Katie A. McLaughin

University of Washington

Assistant Professor
Department of Psychology

PhD, Clinical Psychology and Epidemiology/Public Health, Yale University, 2008
Profil Links

Research Focus
Katie McLaughlin’s research examines how environmental experience shapes emotional, cognitive, and neurobiological development throughout childhood and adolescence. Her goal is to understand how adverse environments alter developmental processes in ways that increase risk for psychopathology. Understanding these mechanisms is critical for the development of interventions to prevent the onset of psychopathology in children who experience adversity. She pursues these research objectives using interdisciplinary methods drawn from clinical and developmental psychology, psychiatric epidemiology, psychophysiology, and cognitive neuroscience. This interdisciplinary approach is critical to understanding the complex relationships between social context, trajectories of child development, and mental health.

My plans for the fellowship period
My research will focus on increasing knowledge of how and why early adversity influences risk for mental health and academic problems in children and adolescents. First, I will investigate how exposure to violence influences emotional development and brain networks that support emotional processing in children. I will determine whether disruptions in these processes following violence exposure confer risk for anxiety, depression, and aggression. Second, I will examine how early environmental deprivation influences cognitive development and brain networks that support memory, attention, and self-control. I will investigate deprivation associated with poverty in the U.S. in one study and deprivation related to prolonged institutional rearing in Eastern Europe in a separate study. I will evaluate whether deprivation-related deficits in memory, attention, and self-control increase risk for academic failure, aggression, and risky behavior. Third, I will identify factors that protect children from developing mental health problems after exposure to early adversity. My goal is to contribute to greater understanding of the role of adverse environmental experiences in shaping children’s development, so as to inform the creation of interventions, practices, and policies to promote adaptive development in society’s most vulnerable members.

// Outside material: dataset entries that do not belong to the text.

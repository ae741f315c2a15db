//! Orchestration of the resolve-then-fetch cycle around the pure reducer.
//!
//! The engine owns the [`SessionState`] and the stale-cycle policy. A cycle
//! is split into an explicit begin/finish pair so overlapping triggers have
//! a defined outcome: each begin stamps a generation number, and a finish
//! whose generation has been superseded is dropped. Latest trigger wins;
//! in-flight fetches are never cancelled, only ignored.

use specimap_core::{Coordinate, ResultBundle, SearchDescriptor};
use specimap_inat::{InatClient, InatError};

use crate::action::SessionAction;
use crate::location::{resolve_coordinate, GeolocationProvider};
use crate::state::{reduce, SessionState};

/// Handle for one in-flight cycle: the stamped generation plus the
/// descriptor the fetch must use.
#[derive(Debug, Clone)]
pub struct CycleTicket {
    generation: u64,
    pub descriptor: SearchDescriptor,
}

/// Owns the session state and funnels every mutation through the reducer.
#[derive(Debug, Default)]
pub struct SessionEngine {
    state: SessionState,
    generation: u64,
}

impl SessionEngine {
    #[must_use]
    pub fn new() -> Self {
        Self::default()
    }

    #[must_use]
    pub fn with_state(state: SessionState) -> Self {
        Self {
            state,
            generation: 0,
        }
    }

    #[must_use]
    pub fn state(&self) -> &SessionState {
        &self.state
    }

    /// Applies one action to the state.
    pub fn dispatch(&mut self, action: SessionAction) {
        self.state = reduce(&self.state, &action);
    }

    /// Records a map click as the new authoritative coordinate.
    pub fn map_clicked(&mut self, coordinate: Coordinate) {
        self.dispatch(SessionAction::SetCoordinates(coordinate));
    }

    /// Starts a search cycle: marks the session loading, resolves the
    /// authoritative coordinate (spending the one-shot geolocation flag),
    /// and returns the ticket the eventual [`finish_cycle`] must present.
    ///
    /// [`finish_cycle`]: SessionEngine::finish_cycle
    pub async fn begin_cycle<G: GeolocationProvider>(&mut self, geo: &G) -> CycleTicket {
        self.generation += 1;
        let generation = self.generation;

        self.dispatch(SessionAction::SetLoading(true));

        let use_current = self.state.display_options.use_current_location;
        let coordinate = resolve_coordinate(use_current, self.state.coordinates, geo).await;
        self.dispatch(SessionAction::SetCoordinates(coordinate));

        if use_current {
            let mut options = self.state.display_options.clone();
            options.use_current_location = false;
            self.dispatch(SessionAction::SetDisplayOptions(options));
        }

        CycleTicket {
            generation,
            descriptor: SearchDescriptor {
                specimen_name: self.state.specimen_name.clone(),
                coordinate: self.state.coordinates,
                options: self.state.display_options.clone(),
            },
        }
    }

    /// Applies a completed cycle's outcome.
    ///
    /// A superseded ticket is dropped without touching the state — the newer
    /// cycle's begin already owns the loading flag. A failed primary fetch
    /// clears `loading` but leaves the prior results intact; it must never
    /// collapse valid results into an ambiguous empty state.
    pub fn finish_cycle(&mut self, ticket: &CycleTicket, outcome: Result<ResultBundle, InatError>) {
        if ticket.generation != self.generation {
            tracing::debug!(
                stale = ticket.generation,
                current = self.generation,
                "dropping result of superseded fetch cycle"
            );
            return;
        }

        match outcome {
            Ok(bundle) => self.dispatch(SessionAction::SetFetchResult(bundle)),
            Err(e) => {
                tracing::error!(error = %e, "observation fetch failed");
                self.dispatch(SessionAction::SetLoading(false));
            }
        }
    }

    /// Convenience wrapper running one full cycle end to end: resolve,
    /// fetch, apply. Triggered on any coordinate or display-option change.
    pub async fn run_search_cycle<G: GeolocationProvider>(
        &mut self,
        client: &InatClient,
        geo: &G,
    ) {
        let ticket = self.begin_cycle(geo).await;
        let outcome = client.fetch_specimen_observations(&ticket.descriptor).await;
        self.finish_cycle(&ticket, outcome);
    }

    /// Replaces the display options (filter form submission). Callers start
    /// a new cycle after every option change; panel routing never does.
    pub fn submit_options(&mut self, options: specimap_core::DisplayOptions) {
        self.dispatch(SessionAction::SetDisplayOptions(options));
    }

    /// Replaces the searched specimen (autocomplete selection).
    pub fn set_specimen(&mut self, name: impl Into<String>) {
        self.state.specimen_name = name.into();
    }
}
//! Coordinate resolution across the three competing sources: device
//! geolocation, the explicit map-click coordinate, and the default fallback.

use specimap_core::{Coordinate, DEFAULT_COORDINATE};
use thiserror::Error;

/// Why a device position could not be obtained. Always absorbed: the
/// resolver falls back to the default coordinate and logs, never throws.
#[derive(Debug, Error)]
pub enum GeolocationError {
    #[error("geolocation permission denied")]
    Denied,

    #[error("geolocation request timed out")]
    Timeout,

    #[error("geolocation is not supported in this environment")]
    Unsupported,

    #[error("geolocation unavailable: {0}")]
    Unavailable(String),
}

/// Source of the device position. The map UI backs this with the browser
/// geolocation permission prompt; headless contexts use [`NoGeolocation`].
pub trait GeolocationProvider {
    fn current_position(
        &self,
    ) -> impl std::future::Future<Output = Result<Coordinate, GeolocationError>> + Send;
}

/// Provider for environments without a positioning device.
#[derive(Debug, Clone, Copy, Default)]
pub struct NoGeolocation;

impl GeolocationProvider for NoGeolocation {
    async fn current_position(&self) -> Result<Coordinate, GeolocationError> {
        Err(GeolocationError::Unsupported)
    }
}

/// Reconciles the coordinate sources into one authoritative point.
///
/// With `use_current_location` set, the device position wins; on any
/// geolocation failure the default coordinate is adopted instead and the
/// error is logged. With the flag unset, the existing coordinate stands.
/// Either way the flag is spent: callers clear `use_current_location`
/// unconditionally after the call — it is a one-shot trigger, not a mode.
pub async fn resolve_coordinate<G: GeolocationProvider>(
    use_current_location: bool,
    current: Coordinate,
    geo: &G,
) -> Coordinate {
    if !use_current_location {
        return current;
    }

    match geo.current_position().await {
        Ok(position) => position,
        Err(e) => {
            tracing::warn!(error = %e, "geolocation failed, falling back to default coordinate");
            DEFAULT_COORDINATE
        }
    }
}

How will my work change children’s and youth’s lives?
Understanding the mechanisms linking adverse early environments to the onset of psychopathology is crucial for fostering the development of more effective approaches to prevention and intervention. Further, not all children exposed to adverse environments ultimately develop a mental disorder. What makes children more or less vulnerable to the mental health consequences of childhood adversity? Identifying factors that magnify or buffer children from these effects can inform intervention strategies that prevent the onset of psychopathology among the most vulnerable children exposed to adversity. Throughout my career, I have worked with clinical researchers to translate the findings of my research into interventions aimed at preventing the onset of mental health problems in children from disadvantaged backgrounds. The ultimate goal of my work is to inform the development and implementation of more effective and efficient interventions to foster healthy child development and reduce inequalities in mental health. Altogether my goal is to contribute to greater understanding of the role of environmental experience in shaping children’s development, so as to inform the creation of interventions, practices, and policies to promote adaptive development in society’s most vulnerable members.